▶ [WHAT NEEDS TO BE DONE] Please filter the data down to the lines that include the word "insert" and copy them.

>>>>>

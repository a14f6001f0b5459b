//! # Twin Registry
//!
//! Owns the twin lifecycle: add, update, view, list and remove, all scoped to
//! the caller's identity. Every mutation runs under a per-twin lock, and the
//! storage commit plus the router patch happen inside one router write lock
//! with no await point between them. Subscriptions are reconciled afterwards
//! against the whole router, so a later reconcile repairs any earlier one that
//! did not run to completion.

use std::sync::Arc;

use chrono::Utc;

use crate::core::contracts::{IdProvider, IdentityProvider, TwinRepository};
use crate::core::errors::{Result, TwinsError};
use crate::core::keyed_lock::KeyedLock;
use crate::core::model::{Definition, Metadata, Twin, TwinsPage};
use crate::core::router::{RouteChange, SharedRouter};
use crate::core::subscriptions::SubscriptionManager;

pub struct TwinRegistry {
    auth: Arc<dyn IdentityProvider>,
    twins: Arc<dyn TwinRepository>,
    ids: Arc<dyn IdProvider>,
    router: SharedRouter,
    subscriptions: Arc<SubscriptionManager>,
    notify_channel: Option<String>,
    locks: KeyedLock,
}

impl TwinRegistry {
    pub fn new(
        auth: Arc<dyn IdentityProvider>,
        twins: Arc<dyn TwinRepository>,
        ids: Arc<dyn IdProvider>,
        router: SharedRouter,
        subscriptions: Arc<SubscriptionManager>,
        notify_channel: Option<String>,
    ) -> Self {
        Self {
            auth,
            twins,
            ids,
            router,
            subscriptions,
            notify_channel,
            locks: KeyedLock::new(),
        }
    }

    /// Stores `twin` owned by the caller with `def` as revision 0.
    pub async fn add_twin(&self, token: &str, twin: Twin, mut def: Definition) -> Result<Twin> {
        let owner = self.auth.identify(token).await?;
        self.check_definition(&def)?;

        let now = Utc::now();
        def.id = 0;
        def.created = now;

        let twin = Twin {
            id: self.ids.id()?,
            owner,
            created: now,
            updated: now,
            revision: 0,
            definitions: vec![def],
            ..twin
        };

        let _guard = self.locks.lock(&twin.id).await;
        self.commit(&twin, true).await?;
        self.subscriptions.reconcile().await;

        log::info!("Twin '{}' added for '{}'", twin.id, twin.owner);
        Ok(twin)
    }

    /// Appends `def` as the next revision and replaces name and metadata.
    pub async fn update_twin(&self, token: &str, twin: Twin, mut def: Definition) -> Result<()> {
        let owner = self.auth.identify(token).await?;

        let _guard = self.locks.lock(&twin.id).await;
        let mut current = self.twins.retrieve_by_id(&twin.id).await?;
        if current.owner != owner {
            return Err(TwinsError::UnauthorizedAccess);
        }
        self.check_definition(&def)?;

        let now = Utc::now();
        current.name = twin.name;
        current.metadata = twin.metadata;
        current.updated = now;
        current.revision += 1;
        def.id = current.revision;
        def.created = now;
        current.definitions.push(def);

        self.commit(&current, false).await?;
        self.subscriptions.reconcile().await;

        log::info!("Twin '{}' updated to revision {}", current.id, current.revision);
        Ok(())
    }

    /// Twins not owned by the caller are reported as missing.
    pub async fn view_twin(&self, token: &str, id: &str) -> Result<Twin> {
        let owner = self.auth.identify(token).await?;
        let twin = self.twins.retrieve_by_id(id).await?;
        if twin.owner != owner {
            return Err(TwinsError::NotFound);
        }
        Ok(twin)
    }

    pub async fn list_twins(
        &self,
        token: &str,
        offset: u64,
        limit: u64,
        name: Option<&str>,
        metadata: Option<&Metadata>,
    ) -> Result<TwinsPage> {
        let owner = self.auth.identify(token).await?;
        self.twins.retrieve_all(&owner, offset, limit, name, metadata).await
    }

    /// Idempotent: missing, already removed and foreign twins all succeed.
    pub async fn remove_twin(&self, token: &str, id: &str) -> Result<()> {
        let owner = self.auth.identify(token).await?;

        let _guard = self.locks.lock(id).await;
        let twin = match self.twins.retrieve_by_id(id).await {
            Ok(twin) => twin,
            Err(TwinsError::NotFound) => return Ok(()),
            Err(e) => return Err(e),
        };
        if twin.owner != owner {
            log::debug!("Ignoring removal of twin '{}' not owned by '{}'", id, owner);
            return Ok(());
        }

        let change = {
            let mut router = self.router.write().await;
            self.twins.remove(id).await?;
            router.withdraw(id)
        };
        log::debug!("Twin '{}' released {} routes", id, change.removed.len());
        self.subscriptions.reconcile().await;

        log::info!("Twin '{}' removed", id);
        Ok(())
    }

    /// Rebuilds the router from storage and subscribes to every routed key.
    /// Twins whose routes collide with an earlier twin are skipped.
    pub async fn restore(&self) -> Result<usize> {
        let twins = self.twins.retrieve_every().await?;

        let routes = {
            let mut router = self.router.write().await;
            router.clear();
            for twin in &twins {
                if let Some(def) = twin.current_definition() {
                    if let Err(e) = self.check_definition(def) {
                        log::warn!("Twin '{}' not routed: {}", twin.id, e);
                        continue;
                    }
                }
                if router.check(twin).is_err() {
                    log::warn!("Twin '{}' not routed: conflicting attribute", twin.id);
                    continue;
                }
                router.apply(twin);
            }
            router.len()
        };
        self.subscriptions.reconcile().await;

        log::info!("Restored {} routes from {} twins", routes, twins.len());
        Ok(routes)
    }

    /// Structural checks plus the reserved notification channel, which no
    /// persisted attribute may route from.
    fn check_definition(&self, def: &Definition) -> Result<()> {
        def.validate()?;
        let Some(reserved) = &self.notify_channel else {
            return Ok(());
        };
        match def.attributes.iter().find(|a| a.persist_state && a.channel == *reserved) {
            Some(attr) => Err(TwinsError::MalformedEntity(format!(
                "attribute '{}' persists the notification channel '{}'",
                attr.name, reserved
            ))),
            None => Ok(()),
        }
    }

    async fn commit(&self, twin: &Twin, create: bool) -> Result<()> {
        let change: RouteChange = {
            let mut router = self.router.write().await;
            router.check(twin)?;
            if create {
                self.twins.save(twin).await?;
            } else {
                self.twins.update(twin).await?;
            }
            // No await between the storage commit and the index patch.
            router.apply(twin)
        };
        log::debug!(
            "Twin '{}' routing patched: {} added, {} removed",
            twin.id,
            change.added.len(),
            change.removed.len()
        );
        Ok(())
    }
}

<<<<<
>>>>>

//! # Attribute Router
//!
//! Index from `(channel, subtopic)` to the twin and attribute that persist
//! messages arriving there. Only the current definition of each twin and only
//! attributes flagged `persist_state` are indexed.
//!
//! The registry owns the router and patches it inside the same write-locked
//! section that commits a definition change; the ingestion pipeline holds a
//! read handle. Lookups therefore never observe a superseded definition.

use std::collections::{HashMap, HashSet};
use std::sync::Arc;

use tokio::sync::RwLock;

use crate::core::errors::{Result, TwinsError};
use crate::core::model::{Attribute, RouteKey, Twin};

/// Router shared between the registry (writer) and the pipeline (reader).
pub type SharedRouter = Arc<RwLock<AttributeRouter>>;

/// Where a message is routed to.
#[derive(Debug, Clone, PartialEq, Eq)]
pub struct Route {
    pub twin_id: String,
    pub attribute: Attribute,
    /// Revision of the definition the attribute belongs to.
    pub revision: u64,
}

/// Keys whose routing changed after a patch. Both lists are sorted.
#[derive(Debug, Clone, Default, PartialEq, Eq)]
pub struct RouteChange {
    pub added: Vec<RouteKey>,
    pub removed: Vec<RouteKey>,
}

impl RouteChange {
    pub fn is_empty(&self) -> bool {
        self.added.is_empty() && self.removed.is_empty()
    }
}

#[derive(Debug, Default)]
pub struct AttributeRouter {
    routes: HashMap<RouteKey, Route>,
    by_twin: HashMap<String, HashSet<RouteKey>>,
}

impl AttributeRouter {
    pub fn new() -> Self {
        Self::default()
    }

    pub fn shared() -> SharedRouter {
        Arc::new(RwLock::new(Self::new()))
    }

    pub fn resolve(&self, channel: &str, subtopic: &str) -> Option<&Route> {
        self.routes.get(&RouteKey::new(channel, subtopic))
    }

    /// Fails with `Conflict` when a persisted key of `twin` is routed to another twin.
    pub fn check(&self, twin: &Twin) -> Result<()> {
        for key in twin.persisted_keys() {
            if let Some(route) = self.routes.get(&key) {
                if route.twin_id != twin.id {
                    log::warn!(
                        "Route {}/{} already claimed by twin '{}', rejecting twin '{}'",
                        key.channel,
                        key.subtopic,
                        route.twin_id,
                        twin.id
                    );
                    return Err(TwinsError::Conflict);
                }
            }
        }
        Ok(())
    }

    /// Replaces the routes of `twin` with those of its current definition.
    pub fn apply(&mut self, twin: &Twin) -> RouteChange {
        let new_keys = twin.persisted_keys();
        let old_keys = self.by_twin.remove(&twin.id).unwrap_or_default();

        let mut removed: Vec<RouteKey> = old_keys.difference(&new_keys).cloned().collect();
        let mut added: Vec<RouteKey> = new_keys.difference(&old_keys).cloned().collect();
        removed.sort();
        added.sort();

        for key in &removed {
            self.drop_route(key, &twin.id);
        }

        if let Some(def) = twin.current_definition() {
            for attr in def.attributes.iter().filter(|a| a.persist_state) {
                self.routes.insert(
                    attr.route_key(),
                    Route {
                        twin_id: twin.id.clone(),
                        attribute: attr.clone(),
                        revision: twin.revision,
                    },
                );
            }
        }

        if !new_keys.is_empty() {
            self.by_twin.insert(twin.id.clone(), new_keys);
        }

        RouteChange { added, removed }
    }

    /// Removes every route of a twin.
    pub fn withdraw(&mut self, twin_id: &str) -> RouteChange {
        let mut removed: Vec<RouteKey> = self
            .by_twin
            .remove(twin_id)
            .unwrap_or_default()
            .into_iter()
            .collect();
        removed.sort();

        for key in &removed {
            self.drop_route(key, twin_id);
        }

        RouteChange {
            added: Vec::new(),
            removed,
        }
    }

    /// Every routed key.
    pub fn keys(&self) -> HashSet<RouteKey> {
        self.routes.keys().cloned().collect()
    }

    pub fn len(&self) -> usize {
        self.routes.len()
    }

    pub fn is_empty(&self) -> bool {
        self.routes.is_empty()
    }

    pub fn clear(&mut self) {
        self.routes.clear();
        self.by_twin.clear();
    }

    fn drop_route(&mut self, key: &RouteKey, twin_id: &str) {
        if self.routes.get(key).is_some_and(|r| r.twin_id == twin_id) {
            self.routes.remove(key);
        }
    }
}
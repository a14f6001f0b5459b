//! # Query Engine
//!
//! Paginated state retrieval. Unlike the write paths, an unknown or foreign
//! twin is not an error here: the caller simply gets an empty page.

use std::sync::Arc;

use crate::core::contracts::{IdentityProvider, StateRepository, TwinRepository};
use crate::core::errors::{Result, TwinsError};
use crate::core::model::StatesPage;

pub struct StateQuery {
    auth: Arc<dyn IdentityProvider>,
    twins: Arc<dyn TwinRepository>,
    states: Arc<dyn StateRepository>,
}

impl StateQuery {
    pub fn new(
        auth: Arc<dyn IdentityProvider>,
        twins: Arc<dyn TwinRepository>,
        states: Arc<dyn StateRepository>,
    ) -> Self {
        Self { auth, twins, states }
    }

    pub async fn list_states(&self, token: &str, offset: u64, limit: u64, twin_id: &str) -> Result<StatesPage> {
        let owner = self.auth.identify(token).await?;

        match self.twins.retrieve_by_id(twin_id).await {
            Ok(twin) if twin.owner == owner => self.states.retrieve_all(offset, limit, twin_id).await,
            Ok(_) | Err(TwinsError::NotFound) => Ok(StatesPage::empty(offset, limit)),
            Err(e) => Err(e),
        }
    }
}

<<<<<
>>>>>

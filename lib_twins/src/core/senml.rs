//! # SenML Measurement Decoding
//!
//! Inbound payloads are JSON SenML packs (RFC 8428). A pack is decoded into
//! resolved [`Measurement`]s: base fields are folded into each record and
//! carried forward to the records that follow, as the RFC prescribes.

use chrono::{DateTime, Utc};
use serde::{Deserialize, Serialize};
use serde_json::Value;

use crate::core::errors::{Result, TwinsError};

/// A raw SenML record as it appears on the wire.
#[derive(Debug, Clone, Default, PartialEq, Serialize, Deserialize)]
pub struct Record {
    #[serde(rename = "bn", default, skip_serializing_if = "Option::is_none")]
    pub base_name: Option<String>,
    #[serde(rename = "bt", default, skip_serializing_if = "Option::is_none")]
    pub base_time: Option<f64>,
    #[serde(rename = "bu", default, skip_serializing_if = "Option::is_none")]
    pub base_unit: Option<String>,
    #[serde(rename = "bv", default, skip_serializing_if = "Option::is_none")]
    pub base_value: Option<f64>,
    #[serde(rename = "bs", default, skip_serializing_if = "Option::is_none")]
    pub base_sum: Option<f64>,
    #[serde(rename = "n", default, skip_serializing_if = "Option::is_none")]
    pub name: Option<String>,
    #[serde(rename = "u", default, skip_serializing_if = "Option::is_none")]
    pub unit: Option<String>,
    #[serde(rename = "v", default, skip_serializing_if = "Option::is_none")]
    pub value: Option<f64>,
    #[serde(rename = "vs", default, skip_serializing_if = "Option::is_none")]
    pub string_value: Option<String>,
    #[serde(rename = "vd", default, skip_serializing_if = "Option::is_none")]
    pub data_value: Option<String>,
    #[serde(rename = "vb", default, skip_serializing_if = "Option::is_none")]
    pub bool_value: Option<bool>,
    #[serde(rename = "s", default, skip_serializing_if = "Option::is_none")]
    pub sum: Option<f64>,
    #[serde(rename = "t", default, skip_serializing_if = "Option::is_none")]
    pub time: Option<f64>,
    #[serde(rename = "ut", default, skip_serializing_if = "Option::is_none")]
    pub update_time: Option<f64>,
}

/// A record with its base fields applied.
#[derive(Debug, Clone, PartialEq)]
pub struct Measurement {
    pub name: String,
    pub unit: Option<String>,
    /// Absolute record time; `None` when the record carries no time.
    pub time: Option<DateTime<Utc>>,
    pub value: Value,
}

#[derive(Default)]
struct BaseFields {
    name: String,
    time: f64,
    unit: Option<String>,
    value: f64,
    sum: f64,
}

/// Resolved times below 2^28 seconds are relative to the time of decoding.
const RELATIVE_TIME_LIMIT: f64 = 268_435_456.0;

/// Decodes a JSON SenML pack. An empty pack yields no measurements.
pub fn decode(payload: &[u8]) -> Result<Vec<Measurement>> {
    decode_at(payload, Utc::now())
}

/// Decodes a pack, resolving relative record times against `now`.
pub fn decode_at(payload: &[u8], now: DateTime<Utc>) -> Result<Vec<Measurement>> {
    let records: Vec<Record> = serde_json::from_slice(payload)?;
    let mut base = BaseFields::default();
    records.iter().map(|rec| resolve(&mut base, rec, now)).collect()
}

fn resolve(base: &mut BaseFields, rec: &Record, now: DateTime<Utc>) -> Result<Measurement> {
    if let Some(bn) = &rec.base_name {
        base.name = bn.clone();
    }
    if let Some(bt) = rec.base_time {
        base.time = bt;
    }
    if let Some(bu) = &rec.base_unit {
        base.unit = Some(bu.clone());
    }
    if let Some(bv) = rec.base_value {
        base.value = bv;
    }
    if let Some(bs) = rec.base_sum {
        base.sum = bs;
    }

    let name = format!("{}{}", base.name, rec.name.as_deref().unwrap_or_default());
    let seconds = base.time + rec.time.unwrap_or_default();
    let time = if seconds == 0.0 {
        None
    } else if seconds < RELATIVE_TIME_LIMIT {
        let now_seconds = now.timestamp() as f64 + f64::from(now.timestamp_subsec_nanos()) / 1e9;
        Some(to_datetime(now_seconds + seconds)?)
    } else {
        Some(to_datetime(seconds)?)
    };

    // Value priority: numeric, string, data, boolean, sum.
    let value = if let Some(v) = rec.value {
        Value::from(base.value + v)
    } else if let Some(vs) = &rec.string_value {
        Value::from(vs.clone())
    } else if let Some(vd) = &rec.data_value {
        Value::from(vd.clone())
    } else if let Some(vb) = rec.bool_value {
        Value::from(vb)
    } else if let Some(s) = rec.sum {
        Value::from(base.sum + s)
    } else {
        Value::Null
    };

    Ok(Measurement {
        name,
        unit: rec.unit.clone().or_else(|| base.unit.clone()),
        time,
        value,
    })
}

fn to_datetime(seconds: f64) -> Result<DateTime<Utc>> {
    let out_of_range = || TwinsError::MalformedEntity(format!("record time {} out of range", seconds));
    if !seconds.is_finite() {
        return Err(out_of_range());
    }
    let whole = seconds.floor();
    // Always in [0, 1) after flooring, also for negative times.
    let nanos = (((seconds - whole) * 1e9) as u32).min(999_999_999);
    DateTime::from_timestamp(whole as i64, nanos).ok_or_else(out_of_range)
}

<<<<<

▶ [ANSWER SECTION]
                self.routes.insert(
            self.by_twin.insert(twin.id.clone(), new_keys);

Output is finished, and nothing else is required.